■ WORK REQUIRED ■
Retype all of the entries precisely.

[PROVIDED RECORDS]

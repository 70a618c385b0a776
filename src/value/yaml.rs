//! YAML encoding that keeps numbers spelled the way they were written.
//!
//! Decoding a number yields its value only, so a document is read twice: once
//! into a [`Value`] and once more, guided by that value's shape, to record the
//! source text of every number. On the way out each number is swapped for a
//! placeholder string before serializing and the placeholder is then replaced
//! by the recorded text.

use super::{Map, Value};
use serde::de::{DeserializeSeed, Deserializer, IgnoredAny, MapAccess, SeqAccess, Visitor};
use serde::{Deserialize, Serialize};
use std::fmt;

/// Parse a value from YAML.
pub fn from_yaml(yaml: &str) -> Result<Value, serde_yaml::Error> {
    let mut value: Value = serde_yaml::from_str(yaml)?;
    restore_number_text(&mut value, yaml)?;
    Ok(value)
}

/// Serialize a value to YAML.
pub fn to_yaml(value: &Value) -> Result<String, serde_yaml::Error> {
    to_yaml_verbatim(value, |value, numbers| numbers.mask(value))
}

/// Re-reads `yaml` and records the source text of every number in `value`.
///
/// `value` must have been decoded from `yaml`, or be a mapping holding some
/// of the document's top-level entries; keys missing from `value` are
/// skipped.
pub fn restore_number_text(value: &mut Value, yaml: &str) -> Result<(), serde_yaml::Error> {
    if !contains_number(value) {
        return Ok(());
    }
    SourceText(value).deserialize(serde_yaml::Deserializer::from_str(yaml))
}

/// Serializes `target` to YAML. Numbers inside the values that `mask` hands
/// to [`VerbatimNumbers::mask`] are written as their source text.
pub fn to_yaml_verbatim<T, F>(target: &T, mask: F) -> Result<String, serde_yaml::Error>
where
    T: Serialize + Clone,
    F: FnOnce(&mut T, &mut VerbatimNumbers),
{
    let plain = serde_yaml::to_string(target)?;
    let mut numbers = VerbatimNumbers::new(&plain);
    let mut masked = target.clone();
    mask(&mut masked, &mut numbers);
    if numbers.texts.is_empty() {
        return Ok(plain);
    }
    Ok(numbers.restore(&serde_yaml::to_string(&masked)?))
}

/// VerbatimNumbers swaps numbers for placeholders and back.
#[derive(Debug)]
pub struct VerbatimNumbers {
    prefix: String,
    texts: Vec<String>,
}

impl VerbatimNumbers {
    // The prefix never occurs in `plain`, so every occurrence in the masked
    // output is a placeholder.
    fn new(plain: &str) -> Self {
        let mut salt = 0usize;
        let prefix = loop {
            let candidate = format!("__number{}_", salt);
            if !plain.contains(&candidate) {
                break candidate;
            }
            salt += 1;
        };
        VerbatimNumbers {
            prefix,
            texts: Vec::new(),
        }
    }

    /// Replaces every number under `value` with a placeholder.
    pub fn mask(&mut self, value: &mut Value) {
        match value {
            Value::Number(n) => {
                let token = format!("{}{}_", self.prefix, self.texts.len());
                self.texts.push(n.as_text().to_string());
                *value = Value::String(token);
            }
            Value::List(items) => {
                for item in items.iter_mut() {
                    self.mask(item);
                }
            }
            Value::Map(map) => {
                for field in map.fields.values_mut() {
                    self.mask(field);
                }
            }
            _ => {}
        }
    }

    fn restore(&self, yaml: &str) -> String {
        let mut out = String::with_capacity(yaml.len());
        let mut rest = yaml;
        while let Some(at) = rest.find(self.prefix.as_str()) {
            out.push_str(&rest[..at]);
            let tail = &rest[at + self.prefix.len()..];
            let digits = tail.bytes().take_while(u8::is_ascii_digit).count();
            let text = tail[..digits]
                .parse::<usize>()
                .ok()
                .and_then(|i| self.texts.get(i));
            match text {
                Some(text) if tail[digits..].starts_with('_') => {
                    out.push_str(text);
                    rest = &tail[digits + 1..];
                }
                _ => {
                    out.push_str(&self.prefix);
                    rest = tail;
                }
            }
        }
        out.push_str(rest);
        out
    }
}

fn contains_number(value: &Value) -> bool {
    match value {
        Value::Number(_) => true,
        Value::List(items) => items.iter().any(contains_number),
        Value::Map(map) => map.fields.values().any(contains_number),
        _ => false,
    }
}

struct SourceText<'a>(&'a mut Value);

impl<'de, 'a> DeserializeSeed<'de> for SourceText<'a> {
    type Value = ();

    fn deserialize<D: Deserializer<'de>>(self, deserializer: D) -> Result<(), D::Error> {
        match self.0 {
            Value::Number(n) => {
                n.set_text(String::deserialize(deserializer)?);
                Ok(())
            }
            Value::List(items) => deserializer.deserialize_seq(ListText(items)),
            Value::Map(map) => deserializer.deserialize_map(MapText(map)),
            _ => IgnoredAny::deserialize(deserializer).map(|_| ()),
        }
    }
}

struct ListText<'a>(&'a mut Vec<Value>);

impl<'de, 'a> Visitor<'de> for ListText<'a> {
    type Value = ();

    fn expecting(&self, f: &mut fmt::Formatter<'_>) -> fmt::Result {
        f.write_str("a sequence")
    }

    fn visit_seq<A: SeqAccess<'de>>(self, mut seq: A) -> Result<(), A::Error> {
        let mut items = self.0.iter_mut();
        loop {
            let done = match items.next() {
                Some(item) => seq.next_element_seed(SourceText(item))?.is_none(),
                None => seq.next_element::<IgnoredAny>()?.is_none(),
            };
            if done {
                return Ok(());
            }
        }
    }
}

struct MapText<'a>(&'a mut Map);

impl<'de, 'a> Visitor<'de> for MapText<'a> {
    type Value = ();

    fn expecting(&self, f: &mut fmt::Formatter<'_>) -> fmt::Result {
        f.write_str("a mapping")
    }

    fn visit_map<A: MapAccess<'de>>(self, mut access: A) -> Result<(), A::Error> {
        while let Some(key) = access.next_key::<String>()? {
            match self.0.get_mut(&key) {
                Some(value) => access.next_value_seed(SourceText(value))?,
                None => {
                    access.next_value::<IgnoredAny>()?;
                }
            }
        }
        Ok(())
    }
}

#[cfg(test)]
mod tests {
    use super::*;
    use pretty_assertions::assert_eq;

    #[test]
    fn test_numbers_keep_their_spelling() {
        let yaml = "version: 1.10\ntimeout: 1e3\nreplicas: 3\nratio: 0.50\nports:\n- 8080\n- 0x1F\nname: '1.10'\n";
        let value = from_yaml(yaml).unwrap();
        assert_eq!(to_yaml(&value).unwrap(), yaml);
    }

    #[test]
    fn test_source_text_is_recorded() {
        let value = from_yaml("a: 1.20\nb:\n  c: [1.0, 2]\n").unwrap();
        let text = |v: Option<&Value>| match v {
            Some(Value::Number(n)) => n.as_text().to_string(),
            other => format!("{:?}", other),
        };
        assert_eq!(text(value.lookup(&["a"])), "1.20");
        let list = value.lookup(&["b", "c"]).and_then(Value::as_list).unwrap();
        assert_eq!(text(list.first()), "1.0");
        assert_eq!(text(list.get(1)), "2");
    }

    #[test]
    fn test_placeholder_prefix_avoids_document_text() {
        let yaml = "note: __number0_0_\ncount: 1.50\n";
        let value = from_yaml(yaml).unwrap();
        assert_eq!(to_yaml(&value).unwrap(), yaml);
    }

    #[test]
    fn test_partial_mapping_restore() {
        let yaml = "kind: List\nitems:\n- size: 2.50\nextra: 7.0\n";
        let mut items: Value = serde_yaml::from_str::<Value>(yaml)
            .unwrap()
            .lookup(&["items"])
            .cloned()
            .unwrap();
        let mut parts = Map::new();
        parts.set("items", items.clone());
        let mut parts = Value::Map(parts);
        restore_number_text(&mut parts, yaml).unwrap();
        items = parts.lookup(&["items"]).cloned().unwrap();
        assert_eq!(to_yaml(&items).unwrap(), "- size: 2.50\n");
    }
}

[/PROVIDED RECORDS]

■ RESPONSE FOR THIS EXERCISE ■
repository 70a618c385b0a776
filename src/value/yaml.rs
//! YAML encoding that keeps numbers spelled the way they were written.
//!
//! Decoding a number yields its value only, so a document is read twice: once
//! into a [`Value`] and once more, guided by that value's shape, to record the
//! source text of every number. On the way out each number is swapped for a
//! placeholder string before serializing and the placeholder is then replaced
//! by the recorded text.

use super::{Map, Value};
use serde::de::{DeserializeSeed, Deserializer, IgnoredAny, MapAccess, SeqAccess, Visitor};
use serde::{Deserialize, Serialize};
use std::fmt;

/// Parse a value from YAML.
pub fn from_yaml(yaml: &str) -> Result<Value, serde_yaml::Error> {
    let mut value: Value = serde_yaml::from_str(yaml)?;
    restore_number_text(&mut value, yaml)?;
    Ok(value)
}

/// Serialize a value to YAML.
pub fn to_yaml(value: &Value) -> Result<String, serde_yaml::Error> {
    to_yaml_verbatim(value, |value, numbers| numbers.mask(value))
}

/// Re-reads `yaml` and records the source text of every number in `value`.
///
/// `value` must have been decoded from `yaml`, or be a mapping holding some
/// of the document's top-level entries; keys missing from `value` are
/// skipped.
pub fn restore_number_text(value: &mut Value, yaml: &str) -> Result<(), serde_yaml::Error> {
    if !contains_number(value) {
        return Ok(());
    }
    SourceText(value).deserialize(serde_yaml::Deserializer::from_str(yaml))
}

/// Serializes `target` to YAML. Numbers inside the values that `mask` hands
/// to [`VerbatimNumbers::mask`] are written as their source text.
pub fn to_yaml_verbatim<T, F>(target: &T, mask: F) -> Result<String, serde_yaml::Error>
where
    T: Serialize + Clone,
    F: FnOnce(&mut T, &mut VerbatimNumbers),
{
    let plain = serde_yaml::to_string(target)?;
    let mut numbers = VerbatimNumbers::new(&plain);
    let mut masked = target.clone();
    mask(&mut masked, &mut numbers);
    if numbers.texts.is_empty() {
        return Ok(plain);
    }
    Ok(numbers.restore(&serde_yaml::to_string(&masked)?))
}

/// VerbatimNumbers swaps numbers for placeholders and back.
#[derive(Debug)]
pub struct VerbatimNumbers {
    prefix: String,
    texts: Vec<String>,
}

impl VerbatimNumbers {
    // The prefix never occurs in `plain`, so every occurrence in the masked
    // output is a placeholder.
    fn new(plain: &str) -> Self {
        let mut salt = 0usize;
        let prefix = loop {
            let candidate = format!("__number{}_", salt);
            if !plain.contains(&candidate) {
                break candidate;
            }
            salt += 1;
        };
        VerbatimNumbers {
            prefix,
            texts: Vec::new(),
        }
    }

    /// Replaces every number under `value` with a placeholder.
    pub fn mask(&mut self, value: &mut Value) {
        match value {
            Value::Number(n) => {
                let token = format!("{}{}_", self.prefix, self.texts.len());
                self.texts.push(n.as_text().to_string());
                *value = Value::String(token);
            }
            Value::List(items) => {
                for item in items.iter_mut() {
                    self.mask(item);
                }
            }
            Value::Map(map) => {
                for field in map.fields.values_mut() {
                    self.mask(field);
                }
            }
            _ => {}
        }
    }

    fn restore(&self, yaml: &str) -> String {
        let mut out = String::with_capacity(yaml.len());
        let mut rest = yaml;
        while let Some(at) = rest.find(self.prefix.as_str()) {
            out.push_str(&rest[..at]);
            let tail = &rest[at + self.prefix.len()..];
            let digits = tail.bytes().take_while(u8::is_ascii_digit).count();
            let text = tail[..digits]
                .parse::<usize>()
                .ok()
                .and_then(|i| self.texts.get(i));
            match text {
                Some(text) if tail[digits..].starts_with('_') => {
                    out.push_str(text);
                    rest = &tail[digits + 1..];
                }
                _ => {
                    out.push_str(&self.prefix);
                    rest = tail;
                }
            }
        }
        out.push_str(rest);
        out
    }
}

fn contains_number(value: &Value) -> bool {
    match value {
        Value::Number(_) => true,
        Value::List(items) => items.iter().any(contains_number),
        Value::Map(map) => map.fields.values().any(contains_number),
        _ => false,
    }
}

struct SourceText<'a>(&'a mut Value);

impl<'de, 'a> DeserializeSeed<'de> for SourceText<'a> {
    type Value = ();

    fn deserialize<D: Deserializer<'de>>(self, deserializer: D) -> Result<(), D::Error> {
        match self.0 {
            Value::Number(n) => {
                n.set_text(String::deserialize(deserializer)?);
                Ok(())
            }
            Value::List(items) => deserializer.deserialize_seq(ListText(items)),
            Value::Map(map) => deserializer.deserialize_map(MapText(map)),
            _ => IgnoredAny::deserialize(deserializer).map(|_| ()),
        }
    }
}

struct ListText<'a>(&'a mut Vec<Value>);

impl<'de, 'a> Visitor<'de> for ListText<'a> {
    type Value = ();

    fn expecting(&self, f: &mut fmt::Formatter<'_>) -> fmt::Result {
        f.write_str("a sequence")
    }

    fn visit_seq<A: SeqAccess<'de>>(self, mut seq: A) -> Result<(), A::Error> {
        let mut items = self.0.iter_mut();
        loop {
            let done = match items.next() {
                Some(item) => seq.next_element_seed(SourceText(item))?.is_none(),
                None => seq.next_element::<IgnoredAny>()?.is_none(),
            };
            if done {
                return Ok(());
            }
        }
    }
}

struct MapText<'a>(&'a mut Map);

impl<'de, 'a> Visitor<'de> for MapText<'a> {
    type Value = ();

    fn expecting(&self, f: &mut fmt::Formatter<'_>) -> fmt::Result {
        f.write_str("a mapping")
    }

    fn visit_map<A: MapAccess<'de>>(self, mut access: A) -> Result<(), A::Error> {
        while let Some(key) = access.next_key::<String>()? {
            match self.0.get_mut(&key) {
                Some(value) => access.next_value_seed(SourceText(value))?,
                None => {
                    access.next_value::<IgnoredAny>()?;
                }
            }
        }
        Ok(())
    }
}

#[cfg(test)]
mod tests {
    use super::*;
    use pretty_assertions::assert_eq;

    #[test]
    fn test_numbers_keep_their_spelling() {
        let yaml = "version: 1.10\ntimeout: 1e3\nreplicas: 3\nratio: 0.50\nports:\n- 8080\n- 0x1F\nname: '1.10'\n";
        let value = from_yaml(yaml).unwrap();
        assert_eq!(to_yaml(&value).unwrap(), yaml);
    }

    #[test]
    fn test_source_text_is_recorded() {
        let value = from_yaml("a: 1.20\nb:\n  c: [1.0, 2]\n").unwrap();
        let text = |v: Option<&Value>| match v {
            Some(Value::Number(n)) => n.as_text().to_string(),
            other => format!("{:?}", other),
        };
        assert_eq!(text(value.lookup(&["a"])), "1.20");
        let list = value.lookup(&["b", "c"]).and_then(Value::as_list).unwrap();
        assert_eq!(text(list.first()), "1.0");
        assert_eq!(text(list.get(1)), "2");
    }

    #[test]
    fn test_placeholder_prefix_avoids_document_text() {
        let yaml = "note: __number0_0_\ncount: 1.50\n";
        let value = from_yaml(yaml).unwrap();
        assert_eq!(to_yaml(&value).unwrap(), yaml);
    }

    #[test]
    fn test_partial_mapping_restore() {
        let yaml = "kind: List\nitems:\n- size: 2.50\nextra: 7.0\n";
        let mut items: Value = serde_yaml::from_str::<Value>(yaml)
            .unwrap()
            .lookup(&["items"])
            .cloned()
            .unwrap();
        let mut parts = Map::new();
        parts.set("items", items.clone());
        let mut parts = Value::Map(parts);
        restore_number_text(&mut parts, yaml).unwrap();
        items = parts.lookup(&["items"]).cloned().unwrap();
        assert_eq!(to_yaml(&items).unwrap(), "- size: 2.50\n");
    }
}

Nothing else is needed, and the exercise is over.